Flood of new jobs -- but fears for staff at games firm
AN American technology company is to create 120 jobs in Co Louth. Online payments company YapStone International will open its Europe, Middle East and Africa (EMEA) headquarters in Drogheda.
YapStone said it would be looking for staff in customer support, research and development, software engineering, finance and accounting.
Recruitment will begin immediately.
The company focuses on facilitating rental payments. Holiday rentals, apartment rentals, commercial real estate, self-storage and non-profits all use YapStone in the US.
The IDA-backed investment was secured during a trade mission to the US led by jobs minister Richard Bruton, who said: "YapStone is a market leader and its decision to locate in Ireland for the first time in Drogheda is great news for the north-east and for the country."

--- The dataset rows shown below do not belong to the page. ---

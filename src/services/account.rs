use crate::{
    auth::{
        hash_password, verify_password, AuthError, AuthService, AuthUser, Role, TokenPair,
        TokenSubject,
    },
    entities::{admin, customer},
    errors::ServiceError,
    storage::{public_url, UploadFolder},
};
use chrono::{DateTime, Utc};
use metrics::counter;
use once_cell::sync::Lazy;
use regex::Regex;
use sea_orm::{ActiveModelTrait, ColumnTrait, DatabaseConnection, EntityTrait, QueryFilter, Set};
use serde::{Deserialize, Serialize};
use std::sync::Arc;
use tracing::{info, instrument, warn};
use utoipa::ToSchema;
use uuid::Uuid;
use validator::{Validate, ValidationError};

/// Indonesian mobile numbers: `+62`, `62` or `0`, then `8`, then 8 to 12 more digits.
static PHONE_PATTERN: Lazy<Regex> = Lazy::new(|| {
    Regex::new(r"^(\+62|62|0)8[1-9][0-9]{7,11}$").expect("phone pattern compiles")
});

pub fn validate_phone(phone: &str) -> Result<(), ValidationError> {
    if PHONE_PATTERN.is_match(phone.trim()) {
        Ok(())
    } else {
        let mut err = ValidationError::new("phone");
        err.message = Some("must be an Indonesian mobile number (+62/62/0 followed by 8)".into());
        Err(err)
    }
}

#[derive(Debug, Clone, Deserialize, Validate, ToSchema)]
pub struct RegisterRequest {
    #[validate(length(min = 2, max = 100, message = "must be 2-100 characters"))]
    pub name: String,
    #[validate(email(message = "must be a valid email address"))]
    pub email: String,
    #[validate(length(min = 8, max = 128, message = "must be at least 8 characters"))]
    pub password: String,
    #[validate(custom = "validate_phone")]
    pub phone: String,
}

#[derive(Debug, Clone, Deserialize, Validate, ToSchema)]
pub struct LoginRequest {
    #[validate(email(message = "must be a valid email address"))]
    pub email: String,
    #[validate(length(min = 1, message = "is required"))]
    pub password: String,
}

#[derive(Debug, Clone, Deserialize, Validate, ToSchema)]
pub struct RefreshRequest {
    #[validate(length(min = 1, message = "is required"))]
    pub refresh_token: String,
}

#[derive(Debug, Clone, Deserialize, Validate, ToSchema)]
pub struct ChangePasswordRequest {
    #[validate(length(min = 1, message = "is required"))]
    pub current_password: String,
    #[validate(length(min = 8, max = 128, message = "must be at least 8 characters"))]
    pub new_password: String,
}

/// Public view of an admin or customer
#[derive(Debug, Clone, Serialize, Deserialize, ToSchema)]
pub struct PrincipalProfile {
    pub id: Uuid,
    pub name: String,
    pub email: String,
    pub role: Role,
    #[serde(skip_serializing_if = "Option::is_none")]
    pub phone: Option<String>,
    #[serde(skip_serializing_if = "Option::is_none")]
    pub profile_photo: Option<String>,
    #[serde(skip_serializing_if = "Option::is_none")]
    pub profile_photo_url: Option<String>,
    pub created_at: DateTime<Utc>,
}

impl From<admin::Model> for PrincipalProfile {
    fn from(model: admin::Model) -> Self {
        Self {
            id: model.id,
            name: model.name,
            email: model.email,
            role: Role::Admin,
            phone: None,
            profile_photo: None,
            profile_photo_url: None,
            created_at: model.created_at,
        }
    }
}

impl From<customer::Model> for PrincipalProfile {
    fn from(model: customer::Model) -> Self {
        let profile_photo_url = model
            .profile_photo
            .as_deref()
            .map(|file| public_url(UploadFolder::Profiles, file));
        Self {
            id: model.id,
            name: model.name,
            email: model.email,
            role: Role::Customer,
            phone: Some(model.phone),
            profile_photo: model.profile_photo,
            profile_photo_url,
            created_at: model.created_at,
        }
    }
}

impl PrincipalProfile {
    fn token_subject(&self) -> TokenSubject {
        TokenSubject {
            id: self.id,
            name: self.name.clone(),
            email: self.email.clone(),
            role: self.role,
        }
    }
}

#[derive(Debug, Serialize, ToSchema)]
pub struct AuthResponse {
    pub user: PrincipalProfile,
    pub tokens: TokenPair,
}

/// Registration, login and token lifecycle for both principal tables
#[derive(Clone)]
pub struct AccountService {
    db: Arc<DatabaseConnection>,
    auth: Arc<AuthService>,
}

impl AccountService {
    pub fn new(db: Arc<DatabaseConnection>, auth: Arc<AuthService>) -> Self {
        Self { db, auth }
    }

    fn normalize_email(email: &str) -> String {
        email.trim().to_lowercase()
    }

    async fn email_taken(&self, email: &str) -> Result<bool, ServiceError> {
        let db = &*self.db;
        let admin = admin::Entity::find()
            .filter(admin::Column::Email.eq(email))
            .one(db)
            .await?;
        if admin.is_some() {
            return Ok(true);
        }
        let customer = customer::Entity::find()
            .filter(customer::Column::Email.eq(email))
            .one(db)
            .await?;
        Ok(customer.is_some())
    }

    /// Registers a customer and signs them in
    #[instrument(skip(self, input), fields(email = %input.email))]
    pub async fn register(&self, input: RegisterRequest) -> Result<AuthResponse, ServiceError> {
        input.validate()?;
        let email = Self::normalize_email(&input.email);

        if self.email_taken(&email).await? {
            return Err(ServiceError::Conflict("Email is already registered".to_string()));
        }

        let now = Utc::now();
        let model = customer::ActiveModel {
            id: Set(Uuid::new_v4()),
            name: Set(input.name.trim().to_string()),
            email: Set(email),
            password_hash: Set(hash_password(&input.password)?),
            phone: Set(input.phone.trim().to_string()),
            profile_photo: Set(None),
            created_at: Set(now),
            updated_at: Set(now),
        }
        .insert(&*self.db)
        .await
        .map_err(|e| ServiceError::from_db_conflict(e, "Email is already registered"))?;

        counter!("accounts_registered_total", 1);
        info!(customer_id = %model.id, "Customer registered");

        let user = PrincipalProfile::from(model);
        let tokens = self.auth.issue_tokens(&user.token_subject())?;
        Ok(AuthResponse { user, tokens })
    }

    /// Admin table first, then customers. Failures never reveal which part was wrong.
    #[instrument(skip(self, input), fields(email = %input.email))]
    pub async fn login(&self, input: LoginRequest) -> Result<AuthResponse, ServiceError> {
        input.validate()?;
        let email = Self::normalize_email(&input.email);
        let db = &*self.db;

        let user = if let Some(admin) = admin::Entity::find()
            .filter(admin::Column::Email.eq(&email))
            .one(db)
            .await?
        {
            if !verify_password(&input.password, &admin.password_hash) {
                return Err(self.reject_login(&email));
            }
            PrincipalProfile::from(admin)
        } else if let Some(customer) = customer::Entity::find()
            .filter(customer::Column::Email.eq(&email))
            .one(db)
            .await?
        {
            if !verify_password(&input.password, &customer.password_hash) {
                return Err(self.reject_login(&email));
            }
            PrincipalProfile::from(customer)
        } else {
            return Err(self.reject_login(&email));
        };

        let tokens = self.auth.issue_tokens(&user.token_subject())?;
        counter!("logins_total", 1, "role" => user.role.to_string());
        info!(principal_id = %user.id, role = %user.role, "Login succeeded");
        Ok(AuthResponse { user, tokens })
    }

    fn reject_login(&self, email: &str) -> ServiceError {
        counter!("login_failures_total", 1);
        warn!(email, "Login rejected");
        AuthError::InvalidCredentials.into()
    }

    async fn load_profile(
        &self,
        id: Uuid,
        role: Role,
    ) -> Result<Option<PrincipalProfile>, ServiceError> {
        let db = &*self.db;
        Ok(match role {
            Role::Admin => admin::Entity::find_by_id(id)
                .one(db)
                .await?
                .map(PrincipalProfile::from),
            Role::Customer => customer::Entity::find_by_id(id)
                .one(db)
                .await?
                .map(PrincipalProfile::from),
        })
    }

    /// Current principal, re-read from its table
    #[instrument(skip(self, user), fields(principal_id = %user.id))]
    pub async fn me(&self, user: &AuthUser) -> Result<PrincipalProfile, ServiceError> {
        self.load_profile(user.id, user.role)
            .await?
            .ok_or_else(|| ServiceError::Unauthorized("Account no longer exists".to_string()))
    }

    /// Exchanges a refresh token for a new pair; the old refresh token is revoked.
    #[instrument(skip(self, input))]
    pub async fn refresh(&self, input: RefreshRequest) -> Result<AuthResponse, ServiceError> {
        input.validate()?;
        let claims = self.auth.validate_refresh_token(&input.refresh_token).await?;
        let id = Uuid::parse_str(&claims.sub).map_err(|_| AuthError::InvalidToken)?;

        let user = self
            .load_profile(id, claims.role)
            .await?
            .ok_or_else(|| ServiceError::InvalidToken("Account no longer exists".to_string()))?;

        self.auth.revoke(&claims.jti, claims.exp).await;
        let tokens = self.auth.issue_tokens(&user.token_subject())?;
        info!(principal_id = %user.id, "Token pair refreshed");
        Ok(AuthResponse { user, tokens })
    }

    /// Revokes the access token the request was made with
    #[instrument(skip(self, user), fields(principal_id = %user.id))]
    pub async fn logout(&self, user: &AuthUser) -> Result<(), ServiceError> {
        self.auth.revoke(&user.token_id, user.expires_at).await;
        info!("Access token revoked");
        Ok(())
    }

    #[instrument(skip(self, user, input), fields(principal_id = %user.id))]
    pub async fn change_password(
        &self,
        user: &AuthUser,
        input: ChangePasswordRequest,
    ) -> Result<(), ServiceError> {
        input.validate()?;
        let db = &*self.db;
        let new_hash = hash_password(&input.new_password)?;

        match user.role {
            Role::Admin => {
                let model = admin::Entity::find_by_id(user.id)
                    .one(db)
                    .await?
                    .ok_or_else(|| ServiceError::NotFound("Admin not found".to_string()))?;
                if !verify_password(&input.current_password, &model.password_hash) {
                    return Err(ServiceError::ValidationError(
                        "Current password is incorrect".to_string(),
                    ));
                }
                let mut active: admin::ActiveModel = model.into();
                active.password_hash = Set(new_hash);
                active.updated_at = Set(Utc::now());
                active.update(db).await?;
            }
            Role::Customer => {
                let model = customer::Entity::find_by_id(user.id)
                    .one(db)
                    .await?
                    .ok_or_else(|| ServiceError::NotFound("Customer not found".to_string()))?;
                if !verify_password(&input.current_password, &model.password_hash) {
                    return Err(ServiceError::ValidationError(
                        "Current password is incorrect".to_string(),
                    ));
                }
                let mut active: customer::ActiveModel = model.into();
                active.password_hash = Set(new_hash);
                active.updated_at = Set(Utc::now());
                active.update(db).await?;
            }
        }

        info!("Password changed");
        Ok(())
    }

    /// Creates the configured admin once; an existing email is left untouched.
    #[instrument(skip(self, password))]
    pub async fn seed_admin(
        &self,
        name: &str,
        email: &str,
        password: &str,
    ) -> Result<Option<admin::Model>, ServiceError> {
        let email = Self::normalize_email(email);
        let existing = admin::Entity::find()
            .filter(admin::Column::Email.eq(&email))
            .one(&*self.db)
            .await?;
        if existing.is_some() {
            return Ok(None);
        }

        let now = Utc::now();
        let model = admin::ActiveModel {
            id: Set(Uuid::new_v4()),
            name: Set(name.to_string()),
            email: Set(email),
            password_hash: Set(hash_password(password)?),
            created_at: Set(now),
            updated_at: Set(now),
        }
        .insert(&*self.db)
        .await?;

        info!(admin_id = %model.id, "Seeded admin account");
        Ok(Some(model))
    }
}

#[cfg(test)]
mod tests {
    use super::*;
    use rstest::rstest;

    #[rstest]
    #[case("+6281234567890", true)]
    #[case("6281234567890", true)]
    #[case("081234567890", true)]
    #[case("08123456", false)]
    #[case("+6571234567", false)]
    #[case("0812345678901234", false)]
    #[case("+62 812 3456 7890", false)]
    fn phone_numbers(#[case] phone: &str, #[case] ok: bool) {
        assert_eq!(validate_phone(phone).is_ok(), ok, "{}", phone);
    }

    #[test]
    fn registration_reports_each_bad_field() {
        let err = RegisterRequest {
            name: "R".into(),
            email: "not-an-email".into(),
            password: "short".into(),
            phone: "12345".into(),
        }
        .validate()
        .unwrap_err();
        let fields = err.field_errors();
        for field in ["name", "email", "password", "phone"] {
            assert!(fields.contains_key(field), "missing {}", field);
        }
    }
}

YapStone is based in San Francisco and was set up in 1999.
It is considered the market leader in online payments as a service in the US.
The investment is a fillip for the IDA, which has made a policy of targeting tech companies that are still quite small but can grow rapidly.
Meanwhile, more than 200 full-time jobs will be created in Cork, Galway and Meath after two companies announced expansion plans and another received planning permission to build a fuel plant.
Shamrock Renewables Ltd has been given the green light to build a bioenergy plant near Kells in Co Meath, which will employ 200 construction workers and create 120 full-time jobs once it is completed.
The new project will manufacture briquettes and pellets and will include a combined heat and power plant (CHP), which will export surplus electricity to the national grid.
A further 30 jobs are being created in Galway as part of an expansion of research and development operations by telecoms company Synchronoss. The positions will be filled over the coming months.
In a separate development, US company Entercoms Incorporated will create 30 jobs at its new European headquarters in Mallow, Co Cork.
Despite the good news on jobs, however, fears were growing last night over the future of staff at the Dublin office of the gaming outfit Zynga.
The company, which is best known for creating games such as 'Farmville' on the Facebook network, has lost nearly 80pc of its value since it went public last December.
On Tuesday it said it would cut 5pc of its global workforce after posting worse-than-expected quarterly results.